Şu mübarek ramazan günleri salt bizi kendimize getirmekle kalmıyor, çevre duyarlılığımızı da artırıyor. TV ve gazete haberlerinde yaygın olarak yer alan suç makinesine dönüşmüş insancıkları ibretle izliyoruz. Suça Karışan Çocukları ve Ailelerini Koruma Merkezi’nin (KORDEM), Çocuk Ağır Ceza Mahkemesi ile Ege Üniversitesi’nin birlikte gerçekleştirdiği bir çalışmanın sonuçları, çarpıcı ve aydınlatıcı bilgileri ortaya koyuyor.

 

Suç işleyen 331 çocuğun %90’ı erkek.
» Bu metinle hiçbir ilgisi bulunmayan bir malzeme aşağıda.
impl Schema {
    /// `type_name` appears in error messages (`TestCase`); `api_name` is the
    /// payload wrapper key (`testcase`).
    pub fn builder(type_name: impl Into<String>, api_name: impl Into<String>) -> SchemaBuilder {
        SchemaBuilder {
            type_name: type_name.into(),
            api_name: api_name.into(),
            plural: None,
            collection: None,
            cached: false,
            fields: Vec::new(),
        }
    }

    pub fn type_name(&self) -> &str {
        &self.type_name
    }

    pub fn api_name(&self) -> &str {
        &self.api_name
    }

    /// Wrapper key of a collection of this type, e.g. `testcases`.
    pub fn plural(&self) -> &str {
        &self.plural
    }

    /// Path of the collection relative to the API base.
    pub fn collection(&self) -> &str {
        &self.collection
    }

    /// Whether retrievals of this type go through the response cache.
    pub fn is_cached(&self) -> bool {
        self.cached
    }

    pub fn fields(&self) -> &[FieldDef] {
        &self.fields
    }

    pub fn field(&self, name: &str) -> Option<&FieldDef> {
        self.fields.iter().find(|def| def.name == name)
    }

    /// Shapes a normalized payload object into declared fields. Undeclared
    /// keys are dropped; missing or null ones are absent.
    pub fn coerce(&self, payload: &Map<String, Value>) -> Result<Fields, FieldError> {
        self.coerce_at(payload, "")
    }

    fn coerce_at(&self, payload: &Map<String, Value>, path: &str) -> Result<Fields, FieldError> {
        let mut values = BTreeMap::new();
        for def in &self.fields {
            let Some(value) = payload.get(&def.name) else {
                continue;
            };
            if value.is_null() {
                continue;
            }
            let field_path = join_path(path, &def.name);
            values.insert(def.name.clone(), self.coerce_value(&def.coercion, value, &field_path)?);
        }
        Ok(Fields { values })
    }

    /// Checks one value for field `name` against its declared rule.
    pub fn coerce_field(&self, name: &str, value: Value) -> Result<Value, FieldError> {
        let def = self.field(name).ok_or_else(|| FieldError::Unknown {
            resource: self.type_name.clone(),
            field: name.to_string(),
        })?;
        if value.is_null() {
            return Ok(Value::Null);
        }
        self.coerce_value(&def.coercion, &value, name)
    }

    fn coerce_value(&self, rule: &Coercion, value: &Value, path: &str) -> Result<Value, FieldError> {
        match (rule, value) {
            (Coercion::Raw, _) => Ok(value.clone()),
            (Coercion::Scalar, Value::String(_) | Value::Number(_) | Value::Bool(_)) => {
                Ok(value.clone())
            }
            (Coercion::Object(nested), Value::Object(object)) => {
                let mut shaped = nested.coerce_at(object, path)?.into_map();
                if let Some(identity) = object.get(IDENTITY_KEY) {
                    shaped.insert(IDENTITY_KEY.to_string(), identity.clone());
                }
                Ok(Value::Object(shaped))
            }
            (Coercion::List(inner), Value::Array(items)) => items
                .iter()
                .enumerate()
                .map(|(index, item)| self.coerce_value(inner, item, &format!("{path}[{index}]")))
                .collect::<Result<Vec<_>, _>>()
                .map(Value::Array),
            _ => Err(FieldError::Mismatch {
                resource: self.type_name.clone(),
                field: path.to_string(),
                expected: rule.expected(),
                actual: excerpt(&value.to_string()),
            }),
        }
    }
}

fn join_path(parent: &str, name: &str) -> String {
    if parent.is_empty() {
        name.to_string()
    } else {
        format!("{parent}.{name}")
    }
}

pub struct SchemaBuilder {
    type_name: String,
    api_name: String,
    plural: Option<String>,
    collection: Option<String>,
    cached: bool,
    fields: Vec<FieldDef>,
}

impl SchemaBuilder {
    /// Defaults to `api_name` + `s`.
    pub fn plural(mut self, plural: impl Into<String>) -> Self {
        self.plural = Some(plural.into());
        self
    }

    /// Defaults to the plural.
    pub fn collection(mut self, collection: impl Into<String>) -> Self {
        self.collection = Some(collection.into());
        self
    }

    /// Serves `GET`s of this type from the shared response cache. Off by
    /// default: cached reads can be up to one TTL old, so a re-fetch after
    /// a conflict may still see the stale version.
    pub fn cached(mut self, cached: bool) -> Self {
        self.cached = cached;
        self
    }

    pub fn field(mut self, name: impl Into<String>, coercion: Coercion) -> Self {
        self.fields.push(FieldDef {
            name: name.into(),
            coercion,
        });
        self
    }

    pub fn build(self) -> Result<Arc<Schema>, SchemaError> {
        if self.type_name.trim().is_empty() {
            return Err(SchemaError::EmptyName("type name"));
        }
        if self.api_name.trim().is_empty() {
            return Err(SchemaError::EmptyName("api name"));
        }
        for (index, def) in self.fields.iter().enumerate() {
            if def.name.trim().is_empty() {
                return Err(SchemaError::EmptyName("field name"));
            }
            if def.name == IDENTITY_KEY {
                return Err(SchemaError::ReservedField {
                    resource: self.type_name.clone(),
                    field: def.name.clone(),
                });
            }
            if self.fields[..index].iter().any(|prior| prior.name == def.name) {
                return Err(SchemaError::DuplicateField {
                    resource: self.type_name.clone(),
                    field: def.name.clone(),
                });
            }
        }

        let plural = self.plural.unwrap_or_else(|| format!("{}s", self.api_name));
        let collection = self.collection.unwrap_or_else(|| plural.clone());
        Ok(Arc::new(Schema {
            type_name: self.type_name,
            api_name: self.api_name,
            plural,
            collection,
            cached: self.cached,
            fields: self.fields,
        }))
    }
}

/// Coerced field values of one resource, keyed by bare name.
#[derive(Debug, Clone, Default, PartialEq)]
pub struct Fields {
    values: BTreeMap<String, Value>,
}

impl Fields {
    /// Looks up a field by its bare name.
    pub fn get(&self, name: &str) -> Option<&Value> {
        self.values.get(name)
    }

    pub fn get_str(&self, name: &str) -> Option<&str> {
        self.get(name).and_then(Value::as_str)
    }

    pub(crate) fn insert(&mut self, name: &str, value: Value) {
        if value.is_null() {
            self.values.remove(name);
        } else {
            self.values.insert(name.to_string(), value);
        }
    }

    pub fn iter(&self) -> impl Iterator<Item = (&str, &Value)> {
        self.values.iter().map(|(name, value)| (name.as_str(), value))
    }

    pub fn len(&self) -> usize {
        self.values.len()
    }

    pub fn is_empty(&self) -> bool {
        self.values.is_empty()
    }

    pub(crate) fn clear(&mut self) {
        self.values.clear();
    }

    fn into_map(self) -> Map<String, Value> {
        self.values.into_iter().collect()
    }

    /// Form parameters for a mutation body. Strings go as-is, other scalars
    /// in their JSON text form, structured values as JSON.
    pub(crate) fn form_pairs(&self) -> Vec<(String, String)> {
        self.values
            .iter()
            .map(|(name, value)| {
                let text = match value {
                    Value::String(s) => s.clone(),
                    other => other.to_string(),
                };
                (name.clone(), text)
            })
            .collect()
    }
}

impl fmt::Display for Fields {
    fn fmt(&self, f: &mut fmt::Formatter<'_>) -> fmt::Result {
        f.write_str(&Value::Object(self.clone().into_map()).to_string())
    }
}

/// Drops the configured namespace prefix from a caller-supplied name.
pub fn strip_namespace<'n>(name: &'n str, namespace: &str) -> &'n str {
    name.strip_prefix(namespace).unwrap_or(name)
}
Suça karışan bu çocukların %70’i arkadaşları yüzünden suça bulaşmış. %12’si ekonomik zorluklarından ama %7’si psikolojileri bozulmuş hâlde iken suç işlemiş. Demek ki, yoksulluk, kötü alışkanlıkları olan bireylerin bulunduğu aile ortamı, konusu mafya yöntemli filmler ile kötü dizileri izlettirme onların gerçeği ayırt edememelerine yol açmış.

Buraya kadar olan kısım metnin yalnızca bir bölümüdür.